LIFESTYLE

Online travel sites jump on the U.S.-Cuba bandwagon, report rise in demand

MIAMI - APRIL 13:  Omar Garcia (L) and Giselle Bordin purchase tickets to Cuba from travel agent Marizela Somosa in the offices of Marazul Charters on April 13, 2009 in Miami, Florida. Today, U.S. President Barack Obama  loosened travel restrictions for Cuban Americans traveling to Cuba as well as money transfers to the island.  (Photo by Joe Raedle/Getty Images)

MIAMI - APRIL 13: Omar Garcia (L) and Giselle Bordin purchase tickets to Cuba from travel agent Marizela Somosa in the offices of Marazul Charters on April 13, 2009 in Miami, Florida. Today, U.S. President Barack Obama loosened travel restrictions for Cuban Americans traveling to Cuba as well as money transfers to the island. (Photo by Joe Raedle/Getty Images)  (2009 Getty Images)

With the island beckoning the likes of Conan and Paris and others famous enough not to need last names, it was only a matter of time before a U.S. online travel booking site offered trips to Havana.

CheapAir.com now makes it possible to book flights between various U.S. cities and Havana.

It is just one of the latest stirrings of the recently awakened “sleeping giant” of U.S.-Cuba relations – dormant for more than half a century – after President Barack Obama and Cuba President Raul Castro announced in December the restoration of diplomatic relations between the long sworn enemies.

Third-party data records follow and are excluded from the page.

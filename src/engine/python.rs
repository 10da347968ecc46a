use super::{ConversionBackend, ConversionSession, types::*};
use crate::{config::EngineConfig, interrupt};
use anyhow::{Context, Result, anyhow};
use std::collections::BTreeMap;
use std::io::{BufRead, BufReader, Read, Write};
use std::path::{Path, PathBuf};
use std::process::{Child, ChildStdin, Command, Stdio};
use std::sync::mpsc::{self, Receiver, RecvTimeoutError};
use std::sync::{Arc, Mutex};
use std::thread::JoinHandle;
use std::time::{Duration, Instant};
use tracing::{debug, warn};

const RUNNER_SOURCE: &str = include_str!("../../scripts/pdf2docx_runner.py");
const POLL_INTERVAL: Duration = Duration::from_millis(50);
const CLOSE_GRACE: Duration = Duration::from_secs(10);
const STDERR_TAIL_BYTES: usize = 2048;

/// Runs `pdf2docx` in a Python child process, one process per session.
pub struct PythonBackend {
    python_exe: PathBuf,
    env: BTreeMap<String, String>,
    timeout: Option<Duration>,
    keep_python_stderr: bool,
}

impl PythonBackend {
    pub fn new(cfg: &EngineConfig) -> Self {
        Self {
            python_exe: resolve_python_exe(&cfg.python_exe),
            env: cfg.env.clone(),
            timeout: (cfg.timeout_seconds > 0).then(|| Duration::from_secs(cfg.timeout_seconds)),
            keep_python_stderr: cfg.keep_python_stderr,
        }
    }

    pub fn python_exe(&self) -> &Path {
        &self.python_exe
    }
}

impl ConversionBackend for PythonBackend {
    fn open(&self, input: &Path) -> Result<Box<dyn ConversionSession>> {
        debug!("spawning pdf2docx runner: {}", self.python_exe.display());
        let mut child = Command::new(&self.python_exe)
            .arg("-u")
            .arg("-c")
            .arg(RUNNER_SOURCE)
            .envs(&self.env)
            .stdin(Stdio::piped())
            .stdout(Stdio::piped())
            .stderr(Stdio::piped())
            .spawn()
            .with_context(|| format!("spawning python: {}", self.python_exe.display()))?;

        let (Some(stdin), Some(stdout), Some(stderr)) =
            (child.stdin.take(), child.stdout.take(), child.stderr.take())
        else {
            let _ = child.kill();
            let _ = child.wait();
            return Err(anyhow!("python runner pipes unavailable"));
        };

        // Both pipes are drained on their own threads so a chatty converter
        // can't block on a full buffer while we wait for a reply.
        let (tx, replies) = mpsc::channel();
        std::thread::spawn(move || {
            for line in BufReader::new(stdout).lines() {
                if tx.send(line).is_err() {
                    break;
                }
            }
        });

        let stderr_buf = Arc::new(Mutex::new(Vec::new()));
        let sink = Arc::clone(&stderr_buf);
        let stderr_thread = std::thread::spawn(move || {
            let mut reader = stderr;
            let mut chunk = [0u8; 4096];
            loop {
                match reader.read(&mut chunk) {
                    Ok(0) | Err(_) => break,
                    Ok(n) => {
                        if let Ok(mut buf) = sink.lock() {
                            buf.extend_from_slice(&chunk[..n]);
                        }
                    }
                }
            }
        });

        let mut session = PythonSession {
            child,
            stdin: Some(stdin),
            replies,
            stderr: stderr_buf,
            stderr_thread: Some(stderr_thread),
            timeout: self.timeout,
            keep_python_stderr: self.keep_python_stderr,
            finished: false,
        };

        session
            .request(
                "open",
                &serde_json::json!({"cmd": "open", "input_pdf": input}),
                self.timeout,
            )
            .with_context(|| format!("opening {} in pdf2docx", input.display()))?;

        Ok(Box::new(session))
    }
}

struct PythonSession {
    child: Child,
    stdin: Option<ChildStdin>,
    replies: Receiver<std::io::Result<String>>,
    stderr: Arc<Mutex<Vec<u8>>>,
    stderr_thread: Option<JoinHandle<()>>,
    timeout: Option<Duration>,
    keep_python_stderr: bool,
    finished: bool,
}

impl PythonSession {
    fn request(
        &mut self,
        cmd: &str,
        payload: &serde_json::Value,
        timeout: Option<Duration>,
    ) -> Result<()> {
        let mut line = serde_json::to_vec(payload)?;
        line.push(b'\n');

        let stdin = self
            .stdin
            .as_mut()
            .ok_or_else(|| anyhow!("python runner stdin already closed"))?;
        let sent = stdin.write_all(&line).and_then(|()| stdin.flush());
        if let Err(err) = sent {
            let tail = self.stderr_tail();
            return Err(anyhow::Error::new(err).context(format!("sending {cmd} to python runner{tail}")));
        }

        let started = Instant::now();
        loop {
            if interrupt::requested() {
                self.kill();
                return Err(interrupt::Interrupted.into());
            }

            match self.replies.recv_timeout(POLL_INTERVAL) {
                Ok(Ok(line)) => {
                    if line.trim().is_empty() {
                        continue;
                    }
                    let reply: RunnerReply = serde_json::from_str(&line)
                        .with_context(|| format!("parsing python runner reply: {line}"))?;
                    if reply.ok {
                        return Ok(());
                    }
                    if let Some(tb) = reply.traceback.as_deref() {
                        debug!("python traceback for {cmd}:\n{}", tb.trim_end());
                    }
                    return Err(anyhow!(
                        "pdf2docx {cmd} failed: {}",
                        reply.error.unwrap_or_else(|| "unknown error".to_string())
                    ));
                }
                Ok(Err(err)) => {
                    return Err(anyhow::Error::new(err).context("reading python runner reply"));
                }
                Err(RecvTimeoutError::Disconnected) => {
                    if interrupt::requested() {
                        self.kill();
                        return Err(interrupt::Interrupted.into());
                    }
                    let status = self.child.wait().with_context(|| "waiting for python runner")?;
                    self.finished = true;
                    return Err(anyhow!(
                        "python runner exited during {cmd} ({status}){}",
                        self.stderr_tail()
                    ));
                }
                Err(RecvTimeoutError::Timeout) => {
                    if let Some(limit) = timeout {
                        if started.elapsed() > limit {
                            warn!("python runner timed out after {:?} during {cmd}", limit);
                            self.kill();
                            return Err(anyhow!(
                                "python runner exceeded timeout ({:?}) during {cmd}{}",
                                limit,
                                self.stderr_tail()
                            ));
                        }
                    }
                }
            }
        }
    }

    fn stderr_tail(&self) -> String {
        let Ok(buf) = self.stderr.lock() else {
            return String::new();
        };
        let start = buf.len().saturating_sub(STDERR_TAIL_BYTES);
        let text = String::from_utf8_lossy(&buf[start..]);
        let text = text.trim();
        if text.is_empty() {
            String::new()
        } else {
            format!("; stderr: {text}")
        }
    }

    fn kill(&mut self) {
        self.stdin = None;
        let _ = self.child.kill();
        let _ = self.child.wait();
        self.finished = true;
    }

    /// Waits for the runner to exit on its own after stdin closes.
    fn reap(&mut self) {
        self.stdin = None;
        let started = Instant::now();
        while !self.finished {
            match self.child.try_wait() {
                Ok(Some(_)) => self.finished = true,
                Ok(None) if started.elapsed() < CLOSE_GRACE => std::thread::sleep(POLL_INTERVAL),
                _ => {
                    warn!("python runner did not exit after close; killing it");
                    self.kill();
                }
            }
        }
        if let Some(handle) = self.stderr_thread.take() {
            let _ = handle.join();
        }
    }
}

impl ConversionSession for PythonSession {
    fn convert(&mut self, req: &ConvertIn) -> Result<()> {
        let mut payload = serde_json::to_value(req)?;
        payload["cmd"] = serde_json::Value::from("convert");
        debug!(
            "pdf2docx convert output={} start={} end={:?}",
            req.output_docx, req.start_page, req.end_page
        );
        self.request("convert", &payload, self.timeout)
    }

    fn close(&mut self) -> Result<()> {
        let result = if self.finished {
            Ok(())
        } else {
            self.request("close", &serde_json::json!({"cmd": "close"}), Some(CLOSE_GRACE))
        };
        self.reap();

        if self.keep_python_stderr {
            if let Ok(buf) = self.stderr.lock() {
                if !buf.is_empty() {
                    debug!("python stderr: {}", String::from_utf8_lossy(&buf).trim());
                }
            }
        }
        result
    }
}

impl Drop for PythonSession {
    fn drop(&mut self) {
        if !self.finished {
            self.kill();
        }
    }
}

fn resolve_python_exe(raw: &str) -> PathBuf {
    let raw = raw.trim();
    if raw.is_empty() || raw.eq_ignore_ascii_case("auto") {
        if let Ok(env_val) = std::env::var("PDF2DOCX_PYTHON") {
            let p = expand_tilde(&env_val);
            if p.exists() {
                return p;
            }
        }
        return PathBuf::from("python3");
    }
    expand_tilde(raw)
}

fn expand_tilde(path: &str) -> PathBuf {
    if let Some(rest) = path.strip_prefix("~/") {
        if let Ok(home) = std::env::var("HOME") {
            return PathBuf::from(home).join(rest);
        }
    }
    PathBuf::from(path)
}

"Since the rule change, we have seen a surge in search volumes for travel to Cuba," CheapAir.com CEO Jeff Klee said in a statement quoted by USA Today. "Arranging flights to Cuba is a little complicated, but it's the kind of thing we're good at and our technology platform is flexible enough to make it possible."

"Our team did a great job building it out in just a few weeks' time."

Earlier this year, travel search site Kayak.com showed a variety of choices for flights and hotels to Cuba, but its users cannot book trips through it.

Cheapflights.com, another search site, noticed a spike in interest in Cuba immediately after Obama announced an easing of travel and trade restrictions.

For a few days after the announcement in December, Cuba was the fourth most searched site for Caribbean travel on Cheapflights.com, the company said in a press release.

It became a popular search item again in mid-January, after the administration released details about new trade and travel regulations, which included expanding to 12 the categories of Americans who could visit the island. It jumped to number four in the most searched Caribbean destinations, behind Puerto Rico, the Dominican Republic and Jamaica.

It has remained near the top since then, Cheapflights.com said.

“There’s an ongoing and growing interest in Cuba,” said Emily Fisher, the head of North American Communications for Cheapflights.com, to Fox News Latino. “The people who are interested in going are interested in getting a snapshot of Cuba before it changes.”

“It’s like friends of mine who went to East Berlin when the wall first came down,” Fisher said, “before it became integrated with the rest of the world, when it was untouched, unwestern culture, with no chain restaurants. To some extent, it was Communist tourism -- we went through a Cold War, and tourists could see what it was like behind the Cold War. There’s a lot of that feeling with Cuba right now.”

But while Americans are getting an appetite for traveling to the long-forbidden fruit that Cuba has been for a whole generation in the United States, the U.S. tourism industry is not quite ready to facilitate trips there, experts say.

Many trips offered still have travelers going to third countries and taking connect fights, and fares often are expensive – in the four digits.

Indeed, CheapAir.com notes on its website that many restrictions remain to traveling to Cuba, even with the many dramatic changes that are taking place.

“Travel to Cuba from the U.S.A. is only legally permitted for 12 approved reasons, and (unfortunately) hitting the beach isn't one of them,” CheapAir.com says on its site.

Travelers no longer need a special license from the U.S. Treasury Department's Office of Foreign Assets Control. But their objective for traveling to Cuba must fall within one of the categories, which include religious, cultural, educational and humanitarian. 

People who have relatives in Cuba were allowed to travel there before the change in U.S.-Cuba policy, and many take charter flights from the United States.

Experts on Cuba travel generally expect that it will get easier, and less expensive, to plan trips there as demand grows and the U.S. travel industry accommodates it.

“We’ve been talking to our partners,” Fisher said, “airlines and travel agencies say it’s going to be an opportunity for them. It’s a momentous change.”